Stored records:

***

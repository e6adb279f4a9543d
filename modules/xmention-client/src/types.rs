//! Wire types for the X API v2 recent-search response.
//!
//! Field names mirror the API payload; everything the search can legally
//! omit is optional or defaulted so a sparse response never fails to parse.

use chrono::{DateTime, Utc};
use serde::Deserialize;

/// Top-level response of `GET /2/tweets/search/recent`.
#[derive(Debug, Clone, Deserialize)]
pub struct SearchResponse {
    #[serde(default)]
    pub data: Vec<Tweet>,
    pub includes: Option<Includes>,
    pub meta: Option<SearchMeta>,
}

#[derive(Debug, Clone, Deserialize)]
pub struct Tweet {
    pub id: String,
    pub text: String,
    pub author_id: Option<String>,
    pub created_at: Option<DateTime<Utc>>,
    pub attachments: Option<Attachments>,
    pub entities: Option<TweetEntities>,
}

#[derive(Debug, Clone, Deserialize)]
pub struct Attachments {
    #[serde(default)]
    pub media_keys: Vec<String>,
}

#[derive(Debug, Clone, Deserialize)]
pub struct TweetEntities {
    #[serde(default)]
    pub urls: Vec<UrlEntity>,
}

#[derive(Debug, Clone, Deserialize)]
pub struct UrlEntity {
    pub expanded_url: Option<String>,
}

/// Expansion objects joined to tweets via `author_id` and `media_keys`.
#[derive(Debug, Clone, Default, Deserialize)]
pub struct Includes {
    #[serde(default)]
    pub users: Vec<ApiUser>,
    #[serde(default)]
    pub media: Vec<ApiMedia>,
}

#[derive(Debug, Clone, Deserialize)]
pub struct ApiUser {
    pub id: String,
    pub username: String,
    pub profile_image_url: Option<String>,
}

#[derive(Debug, Clone, Deserialize)]
pub struct ApiMedia {
    pub media_key: String,
    #[serde(rename = "type")]
    pub kind: String,
    pub url: Option<String>,
    pub preview_image_url: Option<String>,
}

#[derive(Debug, Clone, Deserialize)]
pub struct SearchMeta {
    pub newest_id: Option<String>,
    pub oldest_id: Option<String>,
    pub result_count: Option<u32>,
    pub next_token: Option<String>,
}
//! Shutdown coordination for the service.

use tokio::sync::broadcast;
use tokio::task::JoinHandle;

use crate::lifecycle::signals::wait_for_signal;

/// Broadcast handle telling the server to stop accepting and drain.
///
/// Clones share one channel, so any clone may trigger. Subscribers that
/// join after a trigger do not see it.
#[derive(Clone)]
pub struct Shutdown {
    tx: broadcast::Sender<()>,
}

impl Shutdown {
    pub fn new() -> Self {
        let (tx, _) = broadcast::channel(1);
        Self { tx }
    }

    pub fn subscribe(&self) -> broadcast::Receiver<()> {
        self.tx.subscribe()
    }

    /// Signal every current subscriber.
    pub fn trigger(&self) {
        let listeners = self.tx.send(()).unwrap_or(0);
        tracing::info!(listeners, "Shutdown triggered");
    }

    /// Trigger once the process receives Ctrl+C or SIGTERM.
    pub fn trigger_on_signal(&self) -> JoinHandle<()> {
        let shutdown = self.clone();
        tokio::spawn(async move {
            wait_for_signal().await;
            shutdown.trigger();
        })
    }
}

impl Default for Shutdown {
    fn default() -> Self {
        Self::new()
    }
}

***

Find the word "channel" in the entries above. Copy every line that has it.

/// Clones share one channel, so any clone may trigger. Subscribers that
        let (tx, _) = broadcast::channel(1);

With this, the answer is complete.